[Items from a data source]

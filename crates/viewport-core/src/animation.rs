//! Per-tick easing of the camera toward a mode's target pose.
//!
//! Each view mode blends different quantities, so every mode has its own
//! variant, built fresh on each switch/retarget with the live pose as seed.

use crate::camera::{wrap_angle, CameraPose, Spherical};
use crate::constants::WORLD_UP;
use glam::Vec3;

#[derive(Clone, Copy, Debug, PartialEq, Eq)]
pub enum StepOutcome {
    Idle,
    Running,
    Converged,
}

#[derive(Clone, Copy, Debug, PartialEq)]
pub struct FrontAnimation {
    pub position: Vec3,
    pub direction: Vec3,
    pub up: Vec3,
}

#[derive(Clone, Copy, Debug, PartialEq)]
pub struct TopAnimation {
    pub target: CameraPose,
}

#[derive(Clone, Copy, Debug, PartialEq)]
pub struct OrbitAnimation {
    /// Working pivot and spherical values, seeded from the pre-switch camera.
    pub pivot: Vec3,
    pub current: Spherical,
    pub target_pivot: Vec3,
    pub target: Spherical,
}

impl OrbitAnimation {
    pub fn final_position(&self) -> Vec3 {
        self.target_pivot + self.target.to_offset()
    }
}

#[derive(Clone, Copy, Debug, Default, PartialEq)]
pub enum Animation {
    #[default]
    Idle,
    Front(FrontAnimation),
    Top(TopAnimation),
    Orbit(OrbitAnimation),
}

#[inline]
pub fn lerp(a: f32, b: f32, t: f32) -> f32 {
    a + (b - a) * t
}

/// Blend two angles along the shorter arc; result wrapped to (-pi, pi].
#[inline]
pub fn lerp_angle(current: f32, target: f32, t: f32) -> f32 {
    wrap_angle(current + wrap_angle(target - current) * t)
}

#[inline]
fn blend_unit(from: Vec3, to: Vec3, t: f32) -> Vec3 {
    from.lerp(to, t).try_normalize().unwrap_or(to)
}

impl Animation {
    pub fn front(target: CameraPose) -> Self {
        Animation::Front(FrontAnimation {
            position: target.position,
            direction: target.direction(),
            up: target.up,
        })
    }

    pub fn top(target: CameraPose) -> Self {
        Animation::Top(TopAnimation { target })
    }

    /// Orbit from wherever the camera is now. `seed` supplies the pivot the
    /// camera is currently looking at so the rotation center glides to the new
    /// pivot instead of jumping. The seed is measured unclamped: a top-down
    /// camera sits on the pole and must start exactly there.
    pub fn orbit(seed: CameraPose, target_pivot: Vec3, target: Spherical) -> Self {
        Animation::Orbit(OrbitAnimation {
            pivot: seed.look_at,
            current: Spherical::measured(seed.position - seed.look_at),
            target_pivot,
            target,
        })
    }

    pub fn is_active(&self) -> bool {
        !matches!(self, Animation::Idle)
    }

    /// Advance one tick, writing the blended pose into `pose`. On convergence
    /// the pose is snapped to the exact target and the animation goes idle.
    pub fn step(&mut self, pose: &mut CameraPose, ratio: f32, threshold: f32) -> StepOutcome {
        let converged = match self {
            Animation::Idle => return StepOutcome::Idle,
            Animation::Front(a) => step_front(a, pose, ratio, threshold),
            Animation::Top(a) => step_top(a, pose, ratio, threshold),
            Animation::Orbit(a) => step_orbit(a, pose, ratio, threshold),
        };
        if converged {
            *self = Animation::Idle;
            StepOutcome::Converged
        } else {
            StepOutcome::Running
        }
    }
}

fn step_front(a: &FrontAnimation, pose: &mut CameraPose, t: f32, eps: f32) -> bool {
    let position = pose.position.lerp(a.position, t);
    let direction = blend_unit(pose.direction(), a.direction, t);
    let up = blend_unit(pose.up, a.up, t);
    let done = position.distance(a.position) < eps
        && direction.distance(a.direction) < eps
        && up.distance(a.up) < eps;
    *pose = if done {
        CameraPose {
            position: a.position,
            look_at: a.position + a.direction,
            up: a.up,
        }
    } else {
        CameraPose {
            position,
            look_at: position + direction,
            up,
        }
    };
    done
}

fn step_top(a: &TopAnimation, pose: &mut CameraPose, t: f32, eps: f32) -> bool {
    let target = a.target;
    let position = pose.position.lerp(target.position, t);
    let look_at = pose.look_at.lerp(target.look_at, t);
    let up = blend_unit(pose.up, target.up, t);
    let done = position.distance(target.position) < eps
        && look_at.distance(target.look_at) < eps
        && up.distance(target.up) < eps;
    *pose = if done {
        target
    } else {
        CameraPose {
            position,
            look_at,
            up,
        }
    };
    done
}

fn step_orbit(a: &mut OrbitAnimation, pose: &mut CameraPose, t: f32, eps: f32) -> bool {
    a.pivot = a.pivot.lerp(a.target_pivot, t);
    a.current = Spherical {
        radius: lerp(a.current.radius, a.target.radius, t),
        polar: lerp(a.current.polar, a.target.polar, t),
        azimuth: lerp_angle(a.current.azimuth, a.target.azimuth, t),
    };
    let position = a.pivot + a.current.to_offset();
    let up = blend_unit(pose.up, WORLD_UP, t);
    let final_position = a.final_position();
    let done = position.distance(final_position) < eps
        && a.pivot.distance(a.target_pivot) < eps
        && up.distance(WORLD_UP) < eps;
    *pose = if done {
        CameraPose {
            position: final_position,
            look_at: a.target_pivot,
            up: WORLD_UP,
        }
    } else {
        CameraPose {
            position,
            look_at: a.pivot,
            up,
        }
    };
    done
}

--- INSTRUCTIONS FOR THE TASK ---
Of all the entries above, repeat only the lines from the line that has "animation goes idle." to the line that has "let position = pose.position.lerp(a.position, t);", both lines included, exactly.

--- TASK RESULT ---
    /// the pose is snapped to the exact target and the animation goes idle.
    pub fn step(&mut self, pose: &mut CameraPose, ratio: f32, threshold: f32) -> StepOutcome {
        let converged = match self {
            Animation::Idle => return StepOutcome::Idle,
            Animation::Front(a) => step_front(a, pose, ratio, threshold),
            Animation::Top(a) => step_top(a, pose, ratio, threshold),
            Animation::Orbit(a) => step_orbit(a, pose, ratio, threshold),
        };
        if converged {
            *self = Animation::Idle;
            StepOutcome::Converged
        } else {
            StepOutcome::Running
        }
    }
}

fn step_front(a: &FrontAnimation, pose: &mut CameraPose, t: f32, eps: f32) -> bool {
    let position = pose.position.lerp(a.position, t);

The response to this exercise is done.